TASK REQUIREMENTS
The data below should be repeated exactly and in full.

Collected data

= Beginning of Section =

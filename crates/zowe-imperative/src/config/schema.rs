//! Profile type schemas known to the application

use std::collections::BTreeMap;

/// Value type of a profile property
#[derive(Debug, Clone, Copy, PartialEq, Eq)]
pub enum PropertyType {
    String,
    Number,
    Boolean,
}

/// Schema of one profile property
#[derive(Debug, Clone, PartialEq, Eq)]
pub struct PropertySchema {
    pub prop_type: PropertyType,
    pub description: String,
    pub secure: bool,
}

impl PropertySchema {
    pub fn new(prop_type: PropertyType, description: &str) -> Self {
        Self {
            prop_type,
            description: description.to_string(),
            secure: false,
        }
    }

    pub fn secure(mut self) -> Self {
        self.secure = true;
        self
    }
}

/// Schema of one profile type
#[derive(Debug, Clone, PartialEq, Eq)]
pub struct ProfileSchema {
    pub profile_type: String,
    pub properties: BTreeMap<String, PropertySchema>,
}

impl ProfileSchema {
    /// Create an empty schema
    pub fn new(profile_type: impl Into<String>) -> Self {
        Self {
            profile_type: profile_type.into(),
            properties: BTreeMap::new(),
        }
    }

    /// Add a property
    pub fn with_property(mut self, name: impl Into<String>, schema: PropertySchema) -> Self {
        self.properties.insert(name.into(), schema);
        self
    }

    /// Whether every named property is defined
    pub fn defines_all<'a>(&self, names: impl IntoIterator<Item = &'a str>) -> bool {
        names.into_iter().all(|name| self.properties.contains_key(name))
    }

    /// Schema of a property
    pub fn property(&self, name: &str) -> Option<&PropertySchema> {
        self.properties.get(name)
    }
}

/// Schemas of every profile type the application knows
#[derive(Debug, Clone, Default, PartialEq, Eq)]
pub struct LoadedConfig {
    pub profiles: Vec<ProfileSchema>,
    pub base_profile: Option<ProfileSchema>,
}

impl LoadedConfig {
    /// Schema of a profile type
    pub fn schema_for(&self, profile_type: &str) -> Option<&ProfileSchema> {
        if profile_type == "base" {
            if let Some(base) = &self.base_profile {
                return Some(base);
            }
        }
        self.profiles.iter().find(|p| p.profile_type == profile_type)
    }

    /// Whether a property is numeric in the given profile type or the base profile
    pub fn is_numeric(&self, profile_type: Option<&str>, prop_name: &str) -> bool {
        profile_type
            .and_then(|t| self.schema_for(t))
            .into_iter()
            .chain(self.base_profile.iter())
            .find_map(|schema| schema.property(prop_name))
            .is_some_and(|p| p.prop_type == PropertyType::Number)
    }

    /// Whether a property is declared secure in the given profile type or the base profile
    pub fn is_secure(&self, profile_type: Option<&str>, prop_name: &str) -> bool {
        profile_type
            .and_then(|t| self.schema_for(t))
            .into_iter()
            .chain(self.base_profile.iter())
            .find_map(|schema| schema.property(prop_name))
            .is_some_and(|p| p.secure)
    }

    /// Schemas for base, z/OSMF and SSH profiles
    pub fn zowe_defaults() -> Self {
        use PropertyType::*;

        let base = ProfileSchema::new("base")
            .with_property("host", PropertySchema::new(String, "Host name of service on the mainframe."))
            .with_property("port", PropertySchema::new(Number, "Port number of service on the mainframe."))
            .with_property("user", PropertySchema::new(String, "User name to authenticate to service on the mainframe.").secure())
            .with_property("password", PropertySchema::new(String, "Password to authenticate to service on the mainframe.").secure())
            .with_property("rejectUnauthorized", PropertySchema::new(Boolean, "Reject self-signed certificates."))
            .with_property("tokenType", PropertySchema::new(String, "The type of token to get and use for the API."))
            .with_property("tokenValue", PropertySchema::new(String, "The value of the token to pass to the API.").secure())
            .with_property("certFile", PropertySchema::new(String, "The file path to a certificate file to use for authentication."))
            .with_property("certKeyFile", PropertySchema::new(String, "The file path to a certificate key file to use for authentication."));

        let zosmf = ProfileSchema::new("zosmf")
            .with_property("host", PropertySchema::new(String, "The z/OSMF server host name."))
            .with_property("port", PropertySchema::new(Number, "The z/OSMF server port."))
            .with_property("user", PropertySchema::new(String, "Mainframe (z/OSMF) user name.").secure())
            .with_property("password", PropertySchema::new(String, "Mainframe (z/OSMF) password.").secure())
            .with_property("rejectUnauthorized", PropertySchema::new(Boolean, "Reject self-signed certificates."))
            .with_property("certFile", PropertySchema::new(String, "The file path to a certificate file to use for authentication."))
            .with_property("certKeyFile", PropertySchema::new(String, "The file path to a certificate key file to use for authentication."))
            .with_property("basePath", PropertySchema::new(String, "The base path for your API mediation layer instance."))
            .with_property("protocol", PropertySchema::new(String, "The protocol used (HTTP or HTTPS)."))
            .with_property("encoding", PropertySchema::new(String, "The encoding for download and upload of z/OS data set and USS files."))
            .with_property("responseTimeout", PropertySchema::new(Number, "The maximum amount of time in seconds the z/OSMF Files TSO servlet should run."));

        let ssh = ProfileSchema::new("ssh")
            .with_property("host", PropertySchema::new(String, "The z/OS SSH server host name."))
            .with_property("port", PropertySchema::new(Number, "The z/OS SSH server port."))
            .with_property("user", PropertySchema::new(String, "Mainframe user name.").secure())
            .with_property("password", PropertySchema::new(String, "Mainframe password.").secure())
            .with_property("privateKey", PropertySchema::new(String, "Path to a file containing your private key."))
            .with_property("keyPassphrase", PropertySchema::new(String, "Private key passphrase.").secure())
            .with_property("handshakeTimeout", PropertySchema::new(Number, "How long in milliseconds to wait for the SSH handshake."));

        Self {
            profiles: vec![base.clone(), zosmf, ssh],
            base_profile: Some(base),
        }
    }
}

= End of Section =

REPLY TO THE EXERCISE
filename crates/zowe-imperative/src/config/schema.rs
//! Profile type schemas known to the application

use std::collections::BTreeMap;

/// Value type of a profile property
#[derive(Debug, Clone, Copy, PartialEq, Eq)]
pub enum PropertyType {
    String,
    Number,
    Boolean,
}

/// Schema of one profile property
#[derive(Debug, Clone, PartialEq, Eq)]
pub struct PropertySchema {
    pub prop_type: PropertyType,
    pub description: String,
    pub secure: bool,
}

impl PropertySchema {
    pub fn new(prop_type: PropertyType, description: &str) -> Self {
        Self {
            prop_type,
            description: description.to_string(),
            secure: false,
        }
    }

    pub fn secure(mut self) -> Self {
        self.secure = true;
        self
    }
}

/// Schema of one profile type
#[derive(Debug, Clone, PartialEq, Eq)]
pub struct ProfileSchema {
    pub profile_type: String,
    pub properties: BTreeMap<String, PropertySchema>,
}

impl ProfileSchema {
    /// Create an empty schema
    pub fn new(profile_type: impl Into<String>) -> Self {
        Self {
            profile_type: profile_type.into(),
            properties: BTreeMap::new(),
        }
    }

    /// Add a property
    pub fn with_property(mut self, name: impl Into<String>, schema: PropertySchema) -> Self {
        self.properties.insert(name.into(), schema);
        self
    }

    /// Whether every named property is defined
    pub fn defines_all<'a>(&self, names: impl IntoIterator<Item = &'a str>) -> bool {
        names.into_iter().all(|name| self.properties.contains_key(name))
    }

    /// Schema of a property
    pub fn property(&self, name: &str) -> Option<&PropertySchema> {
        self.properties.get(name)
    }
}

/// Schemas of every profile type the application knows
#[derive(Debug, Clone, Default, PartialEq, Eq)]
pub struct LoadedConfig {
    pub profiles: Vec<ProfileSchema>,
    pub base_profile: Option<ProfileSchema>,
}

impl LoadedConfig {
    /// Schema of a profile type
    pub fn schema_for(&self, profile_type: &str) -> Option<&ProfileSchema> {
        if profile_type == "base" {
            if let Some(base) = &self.base_profile {
                return Some(base);
            }
        }
        self.profiles.iter().find(|p| p.profile_type == profile_type)
    }

    /// Whether a property is numeric in the given profile type or the base profile
    pub fn is_numeric(&self, profile_type: Option<&str>, prop_name: &str) -> bool {
        profile_type
            .and_then(|t| self.schema_for(t))
            .into_iter()
            .chain(self.base_profile.iter())
            .find_map(|schema| schema.property(prop_name))
            .is_some_and(|p| p.prop_type == PropertyType::Number)
    }

    /// Whether a property is declared secure in the given profile type or the base profile
    pub fn is_secure(&self, profile_type: Option<&str>, prop_name: &str) -> bool {
        profile_type
            .and_then(|t| self.schema_for(t))
            .into_iter()
            .chain(self.base_profile.iter())
            .find_map(|schema| schema.property(prop_name))
            .is_some_and(|p| p.secure)
    }

    /// Schemas for base, z/OSMF and SSH profiles
    pub fn zowe_defaults() -> Self {
        use PropertyType::*;

        let base = ProfileSchema::new("base")
            .with_property("host", PropertySchema::new(String, "Host name of service on the mainframe."))
            .with_property("port", PropertySchema::new(Number, "Port number of service on the mainframe."))
            .with_property("user", PropertySchema::new(String, "User name to authenticate to service on the mainframe.").secure())
            .with_property("password", PropertySchema::new(String, "Password to authenticate to service on the mainframe.").secure())
            .with_property("rejectUnauthorized", PropertySchema::new(Boolean, "Reject self-signed certificates."))
            .with_property("tokenType", PropertySchema::new(String, "The type of token to get and use for the API."))
            .with_property("tokenValue", PropertySchema::new(String, "The value of the token to pass to the API.").secure())
            .with_property("certFile", PropertySchema::new(String, "The file path to a certificate file to use for authentication."))
            .with_property("certKeyFile", PropertySchema::new(String, "The file path to a certificate key file to use for authentication."));

        let zosmf = ProfileSchema::new("zosmf")
            .with_property("host", PropertySchema::new(String, "The z/OSMF server host name."))
            .with_property("port", PropertySchema::new(Number, "The z/OSMF server port."))
            .with_property("user", PropertySchema::new(String, "Mainframe (z/OSMF) user name.").secure())
            .with_property("password", PropertySchema::new(String, "Mainframe (z/OSMF) password.").secure())
            .with_property("rejectUnauthorized", PropertySchema::new(Boolean, "Reject self-signed certificates."))
            .with_property("certFile", PropertySchema::new(String, "The file path to a certificate file to use for authentication."))
            .with_property("certKeyFile", PropertySchema::new(String, "The file path to a certificate key file to use for authentication."))
            .with_property("basePath", PropertySchema::new(String, "The base path for your API mediation layer instance."))
            .with_property("protocol", PropertySchema::new(String, "The protocol used (HTTP or HTTPS)."))
            .with_property("encoding", PropertySchema::new(String, "The encoding for download and upload of z/OS data set and USS files."))
            .with_property("responseTimeout", PropertySchema::new(Number, "The maximum amount of time in seconds the z/OSMF Files TSO servlet should run."));

        let ssh = ProfileSchema::new("ssh")
            .with_property("host", PropertySchema::new(String, "The z/OS SSH server host name."))
            .with_property("port", PropertySchema::new(Number, "The z/OS SSH server port."))
            .with_property("user", PropertySchema::new(String, "Mainframe user name.").secure())
            .with_property("password", PropertySchema::new(String, "Mainframe password.").secure())
            .with_property("privateKey", PropertySchema::new(String, "Path to a file containing your private key."))
            .with_property("keyPassphrase", PropertySchema::new(String, "Private key passphrase.").secure())
            .with_property("handshakeTimeout", PropertySchema::new(Number, "How long in milliseconds to wait for the SSH handshake."));

        Self {
            profiles: vec![base.clone(), zosmf, ssh],
            base_profile: Some(base),
        }
    }
}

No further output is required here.